Saved entries
^^^^

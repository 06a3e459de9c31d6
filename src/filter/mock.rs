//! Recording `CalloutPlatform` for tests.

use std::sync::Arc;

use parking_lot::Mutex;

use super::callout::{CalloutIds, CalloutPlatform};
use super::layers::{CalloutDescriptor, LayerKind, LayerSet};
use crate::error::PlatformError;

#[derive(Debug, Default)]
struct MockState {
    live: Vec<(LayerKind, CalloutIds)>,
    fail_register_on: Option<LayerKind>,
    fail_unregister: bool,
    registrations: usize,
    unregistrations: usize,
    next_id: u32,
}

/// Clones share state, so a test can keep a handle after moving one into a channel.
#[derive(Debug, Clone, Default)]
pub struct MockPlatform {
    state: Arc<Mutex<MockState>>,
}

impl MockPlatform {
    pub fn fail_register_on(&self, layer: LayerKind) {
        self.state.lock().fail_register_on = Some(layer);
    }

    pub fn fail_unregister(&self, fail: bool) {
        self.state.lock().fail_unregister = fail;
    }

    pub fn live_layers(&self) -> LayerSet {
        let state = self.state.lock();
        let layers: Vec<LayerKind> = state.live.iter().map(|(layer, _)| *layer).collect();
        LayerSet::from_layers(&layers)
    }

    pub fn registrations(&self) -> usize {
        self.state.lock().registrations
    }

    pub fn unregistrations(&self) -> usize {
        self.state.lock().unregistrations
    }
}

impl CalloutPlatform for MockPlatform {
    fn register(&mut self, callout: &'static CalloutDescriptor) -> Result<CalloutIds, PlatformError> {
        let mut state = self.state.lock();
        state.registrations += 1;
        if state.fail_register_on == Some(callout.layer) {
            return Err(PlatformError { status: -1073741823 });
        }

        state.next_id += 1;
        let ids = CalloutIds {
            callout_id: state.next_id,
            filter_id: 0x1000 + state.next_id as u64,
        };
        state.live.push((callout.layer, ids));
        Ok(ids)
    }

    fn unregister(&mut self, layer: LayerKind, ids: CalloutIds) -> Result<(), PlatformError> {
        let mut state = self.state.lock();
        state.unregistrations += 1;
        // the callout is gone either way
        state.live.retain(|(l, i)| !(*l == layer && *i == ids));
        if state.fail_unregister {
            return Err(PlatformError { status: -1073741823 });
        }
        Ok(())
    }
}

^^^^

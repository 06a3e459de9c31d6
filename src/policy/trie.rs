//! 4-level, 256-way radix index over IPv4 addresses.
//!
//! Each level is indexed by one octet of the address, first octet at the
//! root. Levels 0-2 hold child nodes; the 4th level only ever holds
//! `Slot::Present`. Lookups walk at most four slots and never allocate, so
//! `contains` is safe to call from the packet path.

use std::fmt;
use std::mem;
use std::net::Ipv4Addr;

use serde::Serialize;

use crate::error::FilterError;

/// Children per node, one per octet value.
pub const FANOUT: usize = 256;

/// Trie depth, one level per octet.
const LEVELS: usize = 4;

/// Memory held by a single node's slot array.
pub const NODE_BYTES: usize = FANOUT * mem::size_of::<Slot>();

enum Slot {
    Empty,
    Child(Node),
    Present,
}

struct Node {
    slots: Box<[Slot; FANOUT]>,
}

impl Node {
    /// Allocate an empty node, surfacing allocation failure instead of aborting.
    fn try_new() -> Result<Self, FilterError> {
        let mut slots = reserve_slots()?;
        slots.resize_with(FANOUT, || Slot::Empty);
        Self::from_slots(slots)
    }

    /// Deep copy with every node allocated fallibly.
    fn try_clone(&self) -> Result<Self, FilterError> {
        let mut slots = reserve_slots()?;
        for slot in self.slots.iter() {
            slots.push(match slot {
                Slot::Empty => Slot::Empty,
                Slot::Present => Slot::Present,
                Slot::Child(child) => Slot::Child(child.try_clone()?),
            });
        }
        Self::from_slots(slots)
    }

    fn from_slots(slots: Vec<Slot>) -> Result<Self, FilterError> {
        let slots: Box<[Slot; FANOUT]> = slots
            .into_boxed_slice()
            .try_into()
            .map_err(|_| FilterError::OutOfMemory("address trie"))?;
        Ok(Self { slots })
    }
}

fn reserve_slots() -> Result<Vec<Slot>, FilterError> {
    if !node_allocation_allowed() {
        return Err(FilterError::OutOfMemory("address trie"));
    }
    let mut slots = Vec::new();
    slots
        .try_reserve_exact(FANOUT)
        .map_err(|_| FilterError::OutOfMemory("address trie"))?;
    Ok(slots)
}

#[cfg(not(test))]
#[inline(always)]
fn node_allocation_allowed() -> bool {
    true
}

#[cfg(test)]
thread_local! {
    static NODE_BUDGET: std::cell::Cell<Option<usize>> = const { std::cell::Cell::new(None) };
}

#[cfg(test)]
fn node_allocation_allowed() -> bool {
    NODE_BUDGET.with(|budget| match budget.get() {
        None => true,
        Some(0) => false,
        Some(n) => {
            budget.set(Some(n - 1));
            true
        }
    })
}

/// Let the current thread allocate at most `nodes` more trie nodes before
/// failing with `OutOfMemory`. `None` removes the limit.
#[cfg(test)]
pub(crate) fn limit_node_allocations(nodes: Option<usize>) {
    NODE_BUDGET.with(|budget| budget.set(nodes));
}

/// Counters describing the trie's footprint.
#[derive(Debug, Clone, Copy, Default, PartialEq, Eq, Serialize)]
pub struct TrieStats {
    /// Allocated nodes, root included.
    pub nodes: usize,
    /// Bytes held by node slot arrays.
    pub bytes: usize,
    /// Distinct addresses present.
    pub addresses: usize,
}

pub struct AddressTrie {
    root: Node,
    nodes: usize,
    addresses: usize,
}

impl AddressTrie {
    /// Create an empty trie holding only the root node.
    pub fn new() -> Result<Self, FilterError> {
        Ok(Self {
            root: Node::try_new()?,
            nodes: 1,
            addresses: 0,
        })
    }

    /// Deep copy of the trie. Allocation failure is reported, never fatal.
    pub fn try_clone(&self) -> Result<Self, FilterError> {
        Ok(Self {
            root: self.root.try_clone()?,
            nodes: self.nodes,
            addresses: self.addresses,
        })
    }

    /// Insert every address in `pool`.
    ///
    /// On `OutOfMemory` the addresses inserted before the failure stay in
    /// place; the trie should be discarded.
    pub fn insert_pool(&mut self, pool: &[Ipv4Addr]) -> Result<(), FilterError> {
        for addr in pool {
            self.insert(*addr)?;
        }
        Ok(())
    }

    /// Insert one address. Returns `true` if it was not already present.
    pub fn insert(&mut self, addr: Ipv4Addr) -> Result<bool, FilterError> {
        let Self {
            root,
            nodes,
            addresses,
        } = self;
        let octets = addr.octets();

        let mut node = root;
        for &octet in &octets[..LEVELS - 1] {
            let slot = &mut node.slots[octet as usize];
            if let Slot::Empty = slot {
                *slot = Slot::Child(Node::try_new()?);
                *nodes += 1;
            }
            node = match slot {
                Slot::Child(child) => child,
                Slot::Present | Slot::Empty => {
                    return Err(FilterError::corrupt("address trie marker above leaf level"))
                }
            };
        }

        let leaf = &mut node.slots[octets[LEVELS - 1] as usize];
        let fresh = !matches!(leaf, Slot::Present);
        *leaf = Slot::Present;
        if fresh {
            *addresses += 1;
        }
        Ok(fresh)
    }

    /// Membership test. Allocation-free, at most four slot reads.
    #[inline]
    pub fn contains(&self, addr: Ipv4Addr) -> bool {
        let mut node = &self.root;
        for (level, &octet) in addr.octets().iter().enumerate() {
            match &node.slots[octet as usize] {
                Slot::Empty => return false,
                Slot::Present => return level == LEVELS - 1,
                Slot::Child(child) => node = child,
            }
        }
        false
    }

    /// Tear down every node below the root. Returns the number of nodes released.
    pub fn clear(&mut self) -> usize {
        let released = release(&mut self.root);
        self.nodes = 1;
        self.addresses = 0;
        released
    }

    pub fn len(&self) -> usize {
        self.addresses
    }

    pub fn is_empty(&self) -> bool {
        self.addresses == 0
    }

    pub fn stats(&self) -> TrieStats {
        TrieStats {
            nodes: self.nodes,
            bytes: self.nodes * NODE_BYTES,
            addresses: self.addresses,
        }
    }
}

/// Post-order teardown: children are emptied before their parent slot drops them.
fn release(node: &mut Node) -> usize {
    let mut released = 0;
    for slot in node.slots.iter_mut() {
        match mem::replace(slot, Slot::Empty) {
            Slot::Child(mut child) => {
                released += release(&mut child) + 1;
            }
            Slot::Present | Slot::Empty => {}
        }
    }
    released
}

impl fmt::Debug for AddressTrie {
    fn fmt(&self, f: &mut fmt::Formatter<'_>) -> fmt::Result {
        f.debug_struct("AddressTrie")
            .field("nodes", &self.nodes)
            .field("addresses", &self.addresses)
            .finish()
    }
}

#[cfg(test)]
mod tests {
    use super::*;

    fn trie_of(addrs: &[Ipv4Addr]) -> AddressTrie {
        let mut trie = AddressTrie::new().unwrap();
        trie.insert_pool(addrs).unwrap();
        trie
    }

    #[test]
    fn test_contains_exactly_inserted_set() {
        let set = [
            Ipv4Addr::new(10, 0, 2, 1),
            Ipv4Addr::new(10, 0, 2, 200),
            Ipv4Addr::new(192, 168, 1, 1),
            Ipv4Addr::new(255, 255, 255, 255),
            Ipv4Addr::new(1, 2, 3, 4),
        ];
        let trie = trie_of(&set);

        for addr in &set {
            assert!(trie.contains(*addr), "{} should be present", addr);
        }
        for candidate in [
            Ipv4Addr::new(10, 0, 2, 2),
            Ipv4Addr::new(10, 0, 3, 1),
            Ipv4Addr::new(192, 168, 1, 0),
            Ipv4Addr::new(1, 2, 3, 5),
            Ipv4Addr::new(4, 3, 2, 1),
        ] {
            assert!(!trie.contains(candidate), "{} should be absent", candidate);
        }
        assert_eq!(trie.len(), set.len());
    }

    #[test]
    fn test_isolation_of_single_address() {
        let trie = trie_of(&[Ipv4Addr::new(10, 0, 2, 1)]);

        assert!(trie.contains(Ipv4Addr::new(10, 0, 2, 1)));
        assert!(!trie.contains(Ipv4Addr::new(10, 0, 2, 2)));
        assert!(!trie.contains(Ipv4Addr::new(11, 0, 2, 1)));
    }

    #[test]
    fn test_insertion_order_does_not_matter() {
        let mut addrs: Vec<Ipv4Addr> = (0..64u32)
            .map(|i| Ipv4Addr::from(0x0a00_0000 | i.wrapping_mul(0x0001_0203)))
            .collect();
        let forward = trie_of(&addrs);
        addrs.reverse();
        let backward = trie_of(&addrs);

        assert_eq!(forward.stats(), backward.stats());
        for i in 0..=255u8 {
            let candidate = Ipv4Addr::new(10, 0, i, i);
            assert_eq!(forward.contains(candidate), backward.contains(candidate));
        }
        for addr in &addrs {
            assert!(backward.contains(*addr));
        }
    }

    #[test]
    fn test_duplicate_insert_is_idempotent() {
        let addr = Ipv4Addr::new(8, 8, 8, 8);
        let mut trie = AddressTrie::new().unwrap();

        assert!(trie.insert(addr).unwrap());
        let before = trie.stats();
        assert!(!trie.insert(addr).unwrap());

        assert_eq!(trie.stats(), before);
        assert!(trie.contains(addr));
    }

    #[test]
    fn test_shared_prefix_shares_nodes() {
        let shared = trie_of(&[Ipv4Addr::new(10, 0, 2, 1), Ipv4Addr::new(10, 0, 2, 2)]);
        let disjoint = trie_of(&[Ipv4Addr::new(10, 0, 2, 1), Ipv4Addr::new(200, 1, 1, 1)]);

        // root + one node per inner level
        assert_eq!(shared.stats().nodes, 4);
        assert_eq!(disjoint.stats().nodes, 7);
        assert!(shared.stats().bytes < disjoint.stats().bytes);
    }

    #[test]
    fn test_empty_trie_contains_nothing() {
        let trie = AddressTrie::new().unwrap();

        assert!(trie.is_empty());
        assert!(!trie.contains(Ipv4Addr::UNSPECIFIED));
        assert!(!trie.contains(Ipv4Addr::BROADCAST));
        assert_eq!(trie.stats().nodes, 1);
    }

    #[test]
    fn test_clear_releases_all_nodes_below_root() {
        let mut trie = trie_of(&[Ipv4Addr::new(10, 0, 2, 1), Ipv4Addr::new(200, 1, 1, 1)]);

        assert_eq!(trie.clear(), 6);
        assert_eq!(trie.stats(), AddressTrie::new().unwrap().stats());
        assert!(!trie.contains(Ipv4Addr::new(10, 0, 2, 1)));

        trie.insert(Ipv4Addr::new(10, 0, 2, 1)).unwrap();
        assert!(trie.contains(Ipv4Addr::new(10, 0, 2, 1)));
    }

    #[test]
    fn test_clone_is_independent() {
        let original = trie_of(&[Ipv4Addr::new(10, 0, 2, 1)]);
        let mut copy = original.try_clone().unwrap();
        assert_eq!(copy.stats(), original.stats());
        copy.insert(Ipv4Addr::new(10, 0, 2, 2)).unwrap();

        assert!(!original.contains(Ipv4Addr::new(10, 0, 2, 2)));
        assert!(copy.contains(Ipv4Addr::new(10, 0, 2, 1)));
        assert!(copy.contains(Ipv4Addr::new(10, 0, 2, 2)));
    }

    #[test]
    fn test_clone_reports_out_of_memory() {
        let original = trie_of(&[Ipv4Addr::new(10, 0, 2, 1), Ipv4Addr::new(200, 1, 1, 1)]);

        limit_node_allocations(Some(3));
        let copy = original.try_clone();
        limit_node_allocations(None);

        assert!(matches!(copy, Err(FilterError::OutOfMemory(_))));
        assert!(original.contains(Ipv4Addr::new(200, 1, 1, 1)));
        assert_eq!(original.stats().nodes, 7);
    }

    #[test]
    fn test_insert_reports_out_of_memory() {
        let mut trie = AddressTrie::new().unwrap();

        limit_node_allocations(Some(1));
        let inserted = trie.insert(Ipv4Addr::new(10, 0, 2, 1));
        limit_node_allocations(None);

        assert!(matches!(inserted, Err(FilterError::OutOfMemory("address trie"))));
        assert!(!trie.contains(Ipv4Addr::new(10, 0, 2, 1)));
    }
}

^^^^

(What this task involves) Look back at the entries above and repeat, unchanged, every line from the line holding "let backward = trie_of(&addrs);" through the line holding "for addr in &addrs".

(Exercise solution)
        let backward = trie_of(&addrs);

        assert_eq!(forward.stats(), backward.stats());
        for i in 0..=255u8 {
            let candidate = Ipv4Addr::new(10, 0, i, i);
            assert_eq!(forward.contains(candidate), backward.contains(candidate));
        }
        for addr in &addrs {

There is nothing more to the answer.